• [How to complete this task] Everything from the line containing "pub const fn new(value: u64)" through the last line of the data below should be set down exactly, and nothing else.

[Start of Attachment]

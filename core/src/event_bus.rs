//! Publish/subscribe of recorded events.
//!
//! The event store is the source of truth; the repository publishes each
//! event after it has been appended. Delivery is at-least-once and ordered
//! per stream, so subscribers must tolerate redeliveries.
//!
//! ```text
//! Repository::save ──► EventStore::append ──► EventBus::publish ──► EventDispatcher ──► projectors
//! ```

use crate::event::RecordedEvent;
use futures::Stream;
use futures::future::BoxFuture;
use std::pin::Pin;
use thiserror::Error;

/// Errors that can occur during event bus operations.
#[derive(Error, Debug, Clone, PartialEq, Eq)]
pub enum EventBusError {
    /// Failed to publish an event to a topic
    #[error("Publish failed for topic '{topic}': {reason}")]
    PublishFailed {
        /// The topic that failed
        topic: String,
        /// The reason for failure
        reason: String,
    },

    /// Failed to subscribe to topics
    #[error("Subscription failed for topics {topics:?}: {reason}")]
    SubscriptionFailed {
        /// The topics that failed to subscribe
        topics: Vec<String>,
        /// The reason for failure
        reason: String,
    },

    /// The bus has been shut down.
    #[error("Event bus closed")]
    Closed,
}

/// Stream of events delivered to a subscriber.
pub type EventStream = Pin<Box<dyn Stream<Item = Result<RecordedEvent, EventBusError>> + Send>>;

/// Topic-based, at-least-once event transport.
///
/// # Example
///
/// ```rust,ignore
/// use futures::StreamExt;
///
/// bus.publish("application-events", &recorded).await?;
///
/// let mut events = bus.subscribe(&["application-events"]).await?;
/// while let Some(Ok(event)) = events.next().await {
///     tracing::info!(event_type = %event.event_type, "received");
/// }
/// ```
pub trait EventBus: Send + Sync {
    /// Publish a recorded event on `topic`.
    ///
    /// # Errors
    ///
    /// Returns [`EventBusError::PublishFailed`] if the transport rejects the event.
    fn publish<'a>(
        &'a self,
        topic: &'a str,
        event: &'a RecordedEvent,
    ) -> BoxFuture<'a, Result<(), EventBusError>>;

    /// Subscribe to `topics`. Only events published after the call are delivered.
    ///
    /// # Errors
    ///
    /// Returns [`EventBusError::SubscriptionFailed`] if the subscription cannot be opened.
    fn subscribe(&self, topics: &[&str]) -> BoxFuture<'_, Result<EventStream, EventBusError>>;
}

#[cfg(test)]
mod tests {
    use super::*;

    #[test]
    fn publish_error_mentions_topic() {
        let error = EventBusError::PublishFailed {
            topic: "application-events".into(),
            reason: "broker down".into(),
        };
        let display = error.to_string();
        assert!(display.contains("application-events"));
        assert!(display.contains("broker down"));
    }
}
//! GitHub handle normalization.

/// Split a free-form list of GitHub handles into normalized handles.
///
/// Entries are separated by commas or whitespace. Each entry loses one
/// leading `@`, is trimmed and lower-cased; empty entries and repeats are
/// dropped, first occurrence wins.
///
/// # Example
///
/// ```
/// use filplus_application::github::normalize_github_handles;
///
/// assert_eq!(
///     normalize_github_handles(" @Alice, bob\n@CHARLIE "),
///     vec!["alice", "bob", "charlie"],
/// );
/// ```
#[must_use]
pub fn normalize_github_handles(input: &str) -> Vec<String> {
    let mut handles: Vec<String> = Vec::new();
    for raw in input.split(|c: char| c == ',' || c.is_whitespace()) {
        let handle = raw.strip_prefix('@').unwrap_or(raw).trim().to_lowercase();
        if !handle.is_empty() && !handles.contains(&handle) {
            handles.push(handle);
        }
    }
    handles
}
//! Address-to-role lookup.

use serde::{Deserialize, Serialize};
use std::fmt;

/// Role held by a Filecoin address.
#[derive(Clone, Copy, Debug, PartialEq, Eq, Hash, Serialize, Deserialize)]
#[serde(rename_all = "SCREAMING_SNAKE_CASE")]
pub enum Role {
    /// Anyone else.
    User,
    /// Governance reviewer.
    GovernanceTeam,
    /// Root-Key-Holder signer.
    RootKeyHolder,
    /// Metadata allocator.
    MetadataAllocator,
}

impl fmt::Display for Role {
    fn fmt(&self, f: &mut fmt::Formatter<'_>) -> fmt::Result {
        f.write_str(match self {
            Self::User => "USER",
            Self::GovernanceTeam => "GOVERNANCE_TEAM",
            Self::RootKeyHolder => "ROOT_KEY_HOLDER",
            Self::MetadataAllocator => "METADATA_ALLOCATOR",
        })
    }
}

/// Address lists backing the [`RoleResolver`].
#[derive(Clone, Debug, Default, PartialEq, Eq, Serialize, Deserialize)]
pub struct RoleConfig {
    /// Governance team addresses.
    pub governance_review_addresses: Vec<String>,
    /// Root-Key-Holder addresses.
    pub rkh_addresses: Vec<String>,
    /// Metadata allocator addresses.
    pub ma_addresses: Vec<String>,
}

impl RoleConfig {
    /// Build from raw lists; entries are trimmed and lower-cased, blanks dropped.
    #[must_use]
    pub fn new(governance: &[&str], rkh: &[&str], ma: &[&str]) -> Self {
        Self {
            governance_review_addresses: normalize(governance.iter().copied()),
            rkh_addresses: normalize(rkh.iter().copied()),
            ma_addresses: normalize(ma.iter().copied()),
        }
    }

    /// Parse a comma separated address list.
    #[must_use]
    pub fn parse_list(raw: &str) -> Vec<String> {
        normalize(raw.split(','))
    }
}

fn normalize<'a>(addresses: impl Iterator<Item = &'a str>) -> Vec<String> {
    addresses
        .map(|a| a.trim().to_lowercase())
        .filter(|a| !a.is_empty())
        .collect()
}

/// Resolves the role of an address from a static [`RoleConfig`].
///
/// Lookup is case-insensitive. An address listed under several roles gets
/// the first of governance team, Root-Key-Holder, metadata allocator.
///
/// # Example
///
/// ```
/// use filplus_application::role::{Role, RoleConfig, RoleResolver};
///
/// let resolver = RoleResolver::new(RoleConfig::new(&["f1Gov"], &["f1rkh", "f1gov"], &[]));
/// assert_eq!(resolver.role_of("F1GOV"), Role::GovernanceTeam);
/// assert_eq!(resolver.role_of("f1rkh"), Role::RootKeyHolder);
/// assert_eq!(resolver.role_of("f1nobody"), Role::User);
/// ```
#[derive(Clone, Debug)]
pub struct RoleResolver {
    config: RoleConfig,
}

impl RoleResolver {
    /// Create a resolver over `config`.
    #[must_use]
    pub const fn new(config: RoleConfig) -> Self {
        Self { config }
    }

    /// Role of `address`.
    #[must_use]
    pub fn role_of(&self, address: &str) -> Role {
        let address = address.trim().to_lowercase();
        let listed = |list: &[String]| list.iter().any(|a| *a == address);
        if listed(&self.config.governance_review_addresses) {
            Role::GovernanceTeam
        } else if listed(&self.config.rkh_addresses) {
            Role::RootKeyHolder
        } else if listed(&self.config.ma_addresses) {
            Role::MetadataAllocator
        } else {
            Role::User
        }
    }
}
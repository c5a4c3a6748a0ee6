//! Caller boundary: JSON requests in, [`Outcome`] envelopes out.
//!
//! A request is either `{"command": {"type": "<CommandName>", ...}}` or
//! `{"query": {"type": "<QueryName>", ...}}`. The remaining fields are the
//! fields of the named command or query.

use crate::commands::{
    CreateApplication, EditApplication, RefreshAllocatorMultisig, RequestDatacapRefresh, RevokeKyc,
    StartRkhApproval, SubmitGovernanceReviewResult, SubmitKycResult, UpdateDatacapAllocation,
    UpdateMetaAllocatorApprovals, UpdateRkhApprovals,
};
use crate::error::{ApplicationError, ErrorCategory};
use crate::queries::{GetApplicationById, GetApplications};
use serde::{Deserialize, Serialize};

/// Failure part of an [`Outcome`].
#[derive(Clone, Debug, PartialEq, Eq, Serialize, Deserialize)]
pub struct OutcomeError {
    /// Error category.
    pub category: ErrorCategory,
    /// Human-readable message.
    pub message: String,
}

impl From<&ApplicationError> for OutcomeError {
    fn from(error: &ApplicationError) -> Self {
        Self {
            category: error.category(),
            message: error.to_string(),
        }
    }
}

/// Uniform result envelope returned to callers.
#[derive(Clone, Debug, PartialEq, Eq, Serialize, Deserialize)]
pub struct Outcome<T> {
    /// `true` when `data` is set.
    pub success: bool,
    /// Payload on success.
    #[serde(default, skip_serializing_if = "Option::is_none")]
    pub data: Option<T>,
    /// Error on failure.
    #[serde(default, skip_serializing_if = "Option::is_none")]
    pub error: Option<OutcomeError>,
}

impl<T> Outcome<T> {
    /// Successful outcome.
    pub const fn ok(data: T) -> Self {
        Self {
            success: true,
            data: Some(data),
            error: None,
        }
    }

    /// Failed outcome.
    #[must_use]
    pub fn failed(error: &ApplicationError) -> Self {
        Self {
            success: false,
            data: None,
            error: Some(error.into()),
        }
    }
}

impl<T> From<Result<T, ApplicationError>> for Outcome<T> {
    fn from(result: Result<T, ApplicationError>) -> Self {
        match result {
            Ok(data) => Self::ok(data),
            Err(error) => Self::failed(&error),
        }
    }
}

/// Any command, tagged by name.
#[derive(Clone, Debug, PartialEq, Eq, Serialize, Deserialize)]
#[serde(tag = "type")]
#[allow(missing_docs)]
pub enum CommandRequest {
    CreateApplication(CreateApplication),
    EditApplication(EditApplication),
    SubmitKycResult(SubmitKycResult),
    RevokeKyc(RevokeKyc),
    SubmitGovernanceReviewResult(SubmitGovernanceReviewResult),
    StartRkhApproval(StartRkhApproval),
    UpdateRkhApprovals(UpdateRkhApprovals),
    UpdateMetaAllocatorApprovals(UpdateMetaAllocatorApprovals),
    UpdateDatacapAllocation(UpdateDatacapAllocation),
    RequestDatacapRefresh(RequestDatacapRefresh),
    RefreshAllocatorMultisig(RefreshAllocatorMultisig),
}

/// Any query, tagged by name.
#[derive(Clone, Debug, PartialEq, Eq, Serialize, Deserialize)]
#[serde(tag = "type")]
#[allow(missing_docs)]
pub enum QueryRequest {
    GetApplicationById(GetApplicationById),
    GetApplications(GetApplications),
}

/// One line of input.
#[derive(Clone, Debug, PartialEq, Eq, Serialize, Deserialize)]
#[serde(rename_all = "snake_case")]
pub enum Request {
    /// State change.
    Command(CommandRequest),
    /// Read.
    Query(QueryRequest),
}

impl Request {
    /// Parse one JSON request.
    ///
    /// # Errors
    ///
    /// Returns [`ApplicationError::ValidationError`] for malformed JSON or an
    /// unknown command or query.
    pub fn parse(raw: &str) -> Result<Self, ApplicationError> {
        serde_json::from_str(raw).map_err(|error| ApplicationError::validation(format!("invalid request: {error}")))
    }
}
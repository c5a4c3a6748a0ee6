//! Stream identity and versioning.
//!
//! Every application aggregate owns exactly one event stream. The stream is
//! addressed by a [`StreamId`] (the application id) and its length is the
//! aggregate [`Version`]. Recorded events carry 1-based sequence numbers, so
//! after N events the version is N and the last sequence is N.

use serde::{Deserialize, Serialize};
use std::fmt;
use std::str::FromStr;
use thiserror::Error;

/// Error returned when parsing a [`StreamId`] from untrusted input.
#[derive(Error, Debug, Clone, PartialEq, Eq)]
#[error("Invalid stream ID: {0}")]
pub struct ParseStreamIdError(String);

/// Identity of an aggregate stream, e.g. `"app-7f3c"`.
///
/// `FromStr` rejects empty or whitespace-only input; `new` and the `From`
/// conversions trust their caller.
///
/// # Examples
///
/// ```
/// use filplus_core::stream::StreamId;
///
/// let id = StreamId::new("app-1");
/// assert_eq!(id.as_str(), "app-1");
/// assert!("   ".parse::<StreamId>().is_err());
/// ```
#[derive(Clone, Debug, PartialEq, Eq, Hash, PartialOrd, Ord, Serialize, Deserialize)]
pub struct StreamId(String);

impl StreamId {
    /// Wrap an application-controlled identifier.
    #[must_use]
    pub fn new(id: impl Into<String>) -> Self {
        Self(id.into())
    }

    /// Borrow the identifier.
    #[must_use]
    pub fn as_str(&self) -> &str {
        &self.0
    }

    /// Unwrap into the owned identifier.
    #[must_use]
    pub fn into_inner(self) -> String {
        self.0
    }
}

impl fmt::Display for StreamId {
    fn fmt(&self, f: &mut fmt::Formatter<'_>) -> fmt::Result {
        f.write_str(&self.0)
    }
}

impl FromStr for StreamId {
    type Err = ParseStreamIdError;

    fn from_str(s: &str) -> Result<Self, Self::Err> {
        let trimmed = s.trim();
        if trimmed.is_empty() {
            return Err(ParseStreamIdError("stream ID cannot be empty".to_string()));
        }
        Ok(Self(trimmed.to_string()))
    }
}

impl From<String> for StreamId {
    fn from(s: String) -> Self {
        Self(s)
    }
}

impl From<&str> for StreamId {
    fn from(s: &str) -> Self {
        Self(s.to_string())
    }
}

impl AsRef<str> for StreamId {
    fn as_ref(&self) -> &str {
        &self.0
    }
}

/// Number of events in a stream, and the sequence number of a recorded event.
///
/// A fresh aggregate is at [`Version::INITIAL`]. Appending N events to a
/// stream at version V yields sequences `V+1 ..= V+N` and version `V+N`.
///
/// # Examples
///
/// ```
/// use filplus_core::stream::Version;
///
/// let v = Version::INITIAL.next().next();
/// assert_eq!(v.value(), 2);
/// assert!(!v.is_initial());
/// ```
#[derive(Copy, Clone, Debug, Default, PartialEq, Eq, PartialOrd, Ord, Hash, Serialize, Deserialize)]
pub struct Version(u64);

impl Version {
    /// Version of a stream with no events.
    pub const INITIAL: Self = Self(0);

    /// Build a version from a raw count.
    #[must_use]
    pub const fn new(value: u64) -> Self {
        Self(value)
    }

    /// Raw count.
    #[must_use]
    pub const fn value(self) -> u64 {
        self.0
    }

    /// The version after one more event.
    #[must_use]
    pub const fn next(self) -> Self {
        Self(self.0.saturating_add(1))
    }

    /// `true` when no event has been recorded yet.
    #[must_use]
    pub const fn is_initial(self) -> bool {
        self.0 == 0
    }
}

impl fmt::Display for Version {
    fn fmt(&self, f: &mut fmt::Formatter<'_>) -> fmt::Result {
        write!(f, "{}", self.0)
    }
}

impl From<u64> for Version {
    fn from(value: u64) -> Self {
        Self(value)
    }
}

impl From<Version> for u64 {
    fn from(version: Version) -> Self {
        version.0
    }
}

impl std::ops::Add<u64> for Version {
    type Output = Self;

    fn add(self, rhs: u64) -> Self::Output {
        Self(self.0.saturating_add(rhs))
    }
}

[End of Attachment]

• [Your response]
    pub const fn new(value: u64) -> Self {
        Self(value)
    }

    /// Raw count.
    #[must_use]
    pub const fn value(self) -> u64 {
        self.0
    }

    /// The version after one more event.
    #[must_use]
    pub const fn next(self) -> Self {
        Self(self.0.saturating_add(1))
    }

    /// `true` when no event has been recorded yet.
    #[must_use]
    pub const fn is_initial(self) -> bool {
        self.0 == 0
    }
}

impl fmt::Display for Version {
    fn fmt(&self, f: &mut fmt::Formatter<'_>) -> fmt::Result {
        write!(f, "{}", self.0)
    }
}

impl From<u64> for Version {
    fn from(value: u64) -> Self {
        Self(value)
    }
}

impl From<Version> for u64 {
    fn from(version: Version) -> Self {
        version.0
    }
}

impl std::ops::Add<u64> for Version {
    type Output = Self;

    fn add(self, rhs: u64) -> Self::Output {
        Self(self.0.saturating_add(rhs))
    }
}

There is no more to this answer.